Content starts

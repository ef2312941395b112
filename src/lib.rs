//! FerrumCache - a small in-memory key-value cache served over HTTP
//!
//! Modules are kept loosely coupled:
//! - `store` holds the data and knows nothing about HTTP
//! - `partition` maps keys to logical nodes and knows nothing about the store
//! - `web` wires both behind an axum router

pub mod config;
pub mod partition;
pub mod store;
pub mod web;

/// Re-export commonly used types
pub use config::CacheConfig;
pub use partition::{djb2, Partitioner};
pub use store::{CacheStore, MemoryStore, ShardedStore, StoreError};
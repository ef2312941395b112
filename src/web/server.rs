//! HTTP server implementation

use axum::{
    routing::{get, MethodRouter},
    Router,
};
use std::future::Future;
use std::sync::Arc;
use tokio::net::TcpListener;
use tower_http::cors::CorsLayer;
use tower_http::trace::TraceLayer;
use tracing::info;

use super::handlers::{delete_key, delete_root, get_key, get_root, set_key, AppState};
use crate::config::CacheConfig;
use crate::partition::Partitioner;
use crate::store::{self, CacheStore};

/// Build the application router
pub fn router(state: AppState) -> Router {
    let root: MethodRouter<AppState> = get(get_root)
        .post(set_key)
        .put(set_key)
        .delete(delete_root);

    let keyed: MethodRouter<AppState> = get(get_key)
        .post(set_key)
        .put(set_key)
        .delete(delete_key);

    Router::new()
        .route("/", root)
        .route("/*key", keyed)
        .layer(TraceLayer::new_for_http())
        .layer(CorsLayer::permissive())
        .with_state(state)
}

/// Run the server described by `config` until a shutdown signal arrives
pub async fn run(config: CacheConfig) -> anyhow::Result<()> {
    config.validate()?;

    let store = store::build(config.store, config.capacity, config.stripes);
    let partitioner = Partitioner::new(config.nodes)?;
    info!(
        "Store: {:?}, capacity {}, partitioned over {} nodes",
        config.store, config.capacity, config.nodes
    );

    let listener = TcpListener::bind(config.bind).await?;
    run_with_state(listener, AppState::new(store, partitioner), shutdown_signal()).await
}

/// Serve on an already bound listener until `shutdown` resolves
pub async fn run_with_state(
    listener: TcpListener,
    state: AppState,
    shutdown: impl Future<Output = ()> + Send + 'static,
) -> anyhow::Result<()> {
    let store = Arc::clone(&state.store);
    let app = router(state);

    info!("Cache available at http://{}", listener.local_addr()?);
    axum::serve(listener, app)
        .with_graceful_shutdown(shutdown)
        .await?;

    let stats = store.stats();
    info!(
        "Server stopped with {} of {} entries ({} bytes)",
        stats.keys, stats.capacity, stats.used_memory_bytes
    );
    Ok(())
}

/// Resolves on Ctrl-C, or SIGTERM on unix
pub async fn shutdown_signal() {
    let ctrl_c = async {
        if let Err(e) = tokio::signal::ctrl_c().await {
            tracing::error!("Failed to listen for Ctrl-C: {}", e);
            std::future::pending::<()>().await;
        }
    };

    #[cfg(unix)]
    let terminate = async {
        match tokio::signal::unix::signal(tokio::signal::unix::SignalKind::terminate()) {
            Ok(mut signal) => {
                signal.recv().await;
            }
            Err(e) => {
                tracing::error!("Failed to listen for SIGTERM: {}", e);
                std::future::pending::<()>().await;
            }
        }
    };

    #[cfg(not(unix))]
    let terminate = std::future::pending::<()>();

    tokio::select! {
        _ = ctrl_c => info!("Received Ctrl-C, shutting down"),
        _ = terminate => info!("Received SIGTERM, shutting down"),
    }
}
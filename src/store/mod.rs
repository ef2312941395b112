//! In-memory storage module
//!
//! Provides the cache core: a bounded key-value map that is safe to share
//! between request-handling threads. This module knows nothing about HTTP or
//! partitioning (loose coupling).

mod entry;
mod error;
mod memory;
mod sharded;

pub use entry::Entry;
pub use error::StoreError;
pub use memory::MemoryStore;
pub use sharded::ShardedStore;

use bytes::Bytes;
use std::sync::Arc;

/// Longest accepted key, in bytes
pub const MAX_KEY_LEN: usize = 127;

/// Longest accepted value, in bytes
pub const MAX_VALUE_LEN: usize = 1023;

/// Number of entries a store holds unless configured otherwise
pub const DEFAULT_CAPACITY: usize = 100;

/// Common interface of every cache store implementation
///
/// All methods take `&self`: implementations synchronise internally, so one
/// instance can be shared behind an `Arc` by any number of threads.
pub trait CacheStore: Send + Sync {
    /// Look up a key
    ///
    /// Returns `StoreError::NotFound` if the key is absent.
    fn get(&self, key: &[u8]) -> Result<Bytes, StoreError>;

    /// Insert or overwrite a key
    ///
    /// Returns `true` if the key was newly inserted, `false` if an existing
    /// value was replaced.
    fn set(&self, key: Bytes, value: Bytes) -> Result<bool, StoreError>;

    /// Remove a key, returns `true` if it existed
    fn delete(&self, key: &[u8]) -> Result<bool, StoreError>;

    /// Number of entries currently held
    fn len(&self) -> usize;

    /// Maximum number of entries
    fn capacity(&self) -> usize;

    /// Snapshot of store statistics
    fn stats(&self) -> StoreStats;

    fn is_empty(&self) -> bool {
        self.len() == 0
    }
}

/// Statistics about a store
#[derive(Debug, Clone, PartialEq, Eq)]
pub struct StoreStats {
    pub keys: usize,
    pub capacity: usize,
    pub used_memory_bytes: usize,
}

/// Which store implementation to build
#[derive(Debug, Clone, Copy, PartialEq, Eq, Default, clap::ValueEnum)]
pub enum StoreKind {
    /// One lock over the whole map
    #[default]
    Locked,
    /// Lock-striped map
    Sharded,
}

/// Build a shared store of the requested kind
pub fn build(kind: StoreKind, capacity: usize, stripes: usize) -> Arc<dyn CacheStore> {
    match kind {
        StoreKind::Locked => Arc::new(MemoryStore::with_capacity(capacity)),
        StoreKind::Sharded => Arc::new(ShardedStore::new(capacity, stripes)),
    }
}

/// Validate a key against the length bounds
pub(crate) fn check_key(key: &[u8]) -> Result<(), StoreError> {
    if key.is_empty() {
        return Err(StoreError::EmptyKey);
    }
    if key.len() > MAX_KEY_LEN {
        return Err(StoreError::KeyTooLong(key.len()));
    }
    Ok(())
}

/// Validate a value against the length bound
pub(crate) fn check_value(value: &[u8]) -> Result<(), StoreError> {
    if value.len() > MAX_VALUE_LEN {
        return Err(StoreError::ValueTooLong(value.len()));
    }
    Ok(())
}
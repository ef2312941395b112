//! Key partitioning for sharded deployments
//!
//! Maps a key to one of N logical nodes using the djb2 rolling hash. The
//! mapping must be identical in every process for a given N. Nothing here
//! routes requests.

use anyhow::bail;

/// Node count used when none is configured
pub const DEFAULT_NODE_COUNT: usize = 3;

/// Initial accumulator of the djb2 hash
const DJB2_SEED: u64 = 5381;

/// djb2 hash of a byte string
///
/// `hash = hash * 33 + byte` for each byte, wrapping on overflow.
pub fn djb2(key: &[u8]) -> u64 {
    key.iter().fold(DJB2_SEED, |hash, &b| {
        (hash << 5).wrapping_add(hash).wrapping_add(u64::from(b))
    })
}

/// Assigns keys to one of a fixed number of logical nodes
#[derive(Debug, Clone, Copy, PartialEq, Eq)]
pub struct Partitioner {
    node_count: usize,
}

impl Partitioner {
    /// Create a partitioner over `node_count` nodes
    pub fn new(node_count: usize) -> anyhow::Result<Self> {
        if node_count == 0 {
            bail!("node count must be > 0");
        }
        Ok(Partitioner { node_count })
    }

    /// Index in `[0, node_count)` of the node owning `key`
    pub fn partition(&self, key: &[u8]) -> usize {
        (djb2(key) % self.node_count as u64) as usize
    }

    /// Get the number of nodes
    pub fn node_count(&self) -> usize {
        self.node_count
    }
}

impl Default for Partitioner {
    fn default() -> Self {
        Partitioner {
            node_count: DEFAULT_NODE_COUNT,
        }
    }
}
#![forbid(unsafe_code)]

//! Release-time swipe classification.
//!
//! A released gesture is a tab swipe when horizontal travel strictly dominates
//! vertical travel and exceeds the minimum distance. The decision is made once
//! per gesture; a swipe claims the gesture and the pull logic never sees it.

use crate::geometry::Delta;
use crate::mode::ActiveTab;

#[cfg(feature = "serde")]
use serde::{Deserialize, Serialize};

/// Horizontal swipe direction, named by finger travel.
#[derive(Debug, Clone, Copy, PartialEq, Eq, Hash)]
#[cfg_attr(feature = "serde", derive(Serialize, Deserialize))]
pub enum SwipeDirection {
    /// Finger moved left (`dx < 0`): go to the next tab.
    Left,
    /// Finger moved right (`dx > 0`): go to the previous tab.
    Right,
}

impl SwipeDirection {
    /// Tab reached by swiping this way from `from`. Saturates at either end.
    #[must_use]
    pub const fn apply(self, from: ActiveTab) -> ActiveTab {
        match self {
            Self::Left => from.next(),
            Self::Right => from.previous(),
        }
    }
}

#[derive(Debug, Clone, Copy, PartialEq)]
pub struct SwipeClassifier {
    min_distance: f64,
}

impl SwipeClassifier {
    #[must_use]
    pub const fn new(min_distance: f64) -> Self {
        Self { min_distance }
    }

    #[must_use]
    pub fn classify(&self, total: Delta) -> Option<SwipeDirection> {
        if !total.is_mostly_horizontal() || total.dx.abs() <= self.min_distance {
            return None;
        }
        Some(if total.dx > 0.0 {
            SwipeDirection::Right
        } else {
            SwipeDirection::Left
        })
    }
}
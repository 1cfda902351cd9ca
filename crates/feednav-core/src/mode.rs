#![forbid(unsafe_code)]

//! Navigation state values: view mode and feed tab.

use std::fmt;

#[cfg(feature = "serde")]
use serde::{Deserialize, Serialize};

/// The two mutually exclusive view states.
#[derive(Debug, Clone, Copy, PartialEq, Eq, Hash, Default)]
#[cfg_attr(feature = "serde", derive(Serialize, Deserialize))]
#[cfg_attr(feature = "serde", serde(rename_all = "snake_case"))]
pub enum NavigationMode {
    /// Linear feed.
    #[default]
    Feed,
    /// Recall grid overlay.
    Grid,
}

impl NavigationMode {
    #[must_use]
    pub const fn toggled(self) -> Self {
        match self {
            Self::Feed => Self::Grid,
            Self::Grid => Self::Feed,
        }
    }

    #[must_use]
    pub const fn as_str(self) -> &'static str {
        match self {
            Self::Feed => "feed",
            Self::Grid => "grid",
        }
    }
}

impl fmt::Display for NavigationMode {
    fn fmt(&self, f: &mut fmt::Formatter<'_>) -> fmt::Result {
        f.write_str(self.as_str())
    }
}

/// Feed tab, in fixed display order.
#[derive(Debug, Clone, Copy, PartialEq, Eq, Hash, Default, PartialOrd, Ord)]
#[cfg_attr(feature = "serde", derive(Serialize, Deserialize))]
#[cfg_attr(feature = "serde", serde(rename_all = "snake_case"))]
pub enum ActiveTab {
    #[default]
    Discover,
    Friends,
}

impl ActiveTab {
    pub const ALL: [Self; 2] = [Self::Discover, Self::Friends];

    /// The tab to the right; the last tab stays put.
    #[must_use]
    pub const fn next(self) -> Self {
        match self {
            Self::Discover | Self::Friends => Self::Friends,
        }
    }

    /// The tab to the left; the first tab stays put.
    #[must_use]
    pub const fn previous(self) -> Self {
        match self {
            Self::Discover | Self::Friends => Self::Discover,
        }
    }

    #[must_use]
    pub const fn index(self) -> usize {
        match self {
            Self::Discover => 0,
            Self::Friends => 1,
        }
    }

    #[must_use]
    pub const fn as_str(self) -> &'static str {
        match self {
            Self::Discover => "discover",
            Self::Friends => "friends",
        }
    }
}

impl fmt::Display for ActiveTab {
    fn fmt(&self, f: &mut fmt::Formatter<'_>) -> fmt::Result {
        f.write_str(self.as_str())
    }
}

Content ends

Each line of the data that has the string "holds" should be returned.

//! - `store` holds the data and knows nothing about HTTP
/// Number of entries a store holds unless configured otherwise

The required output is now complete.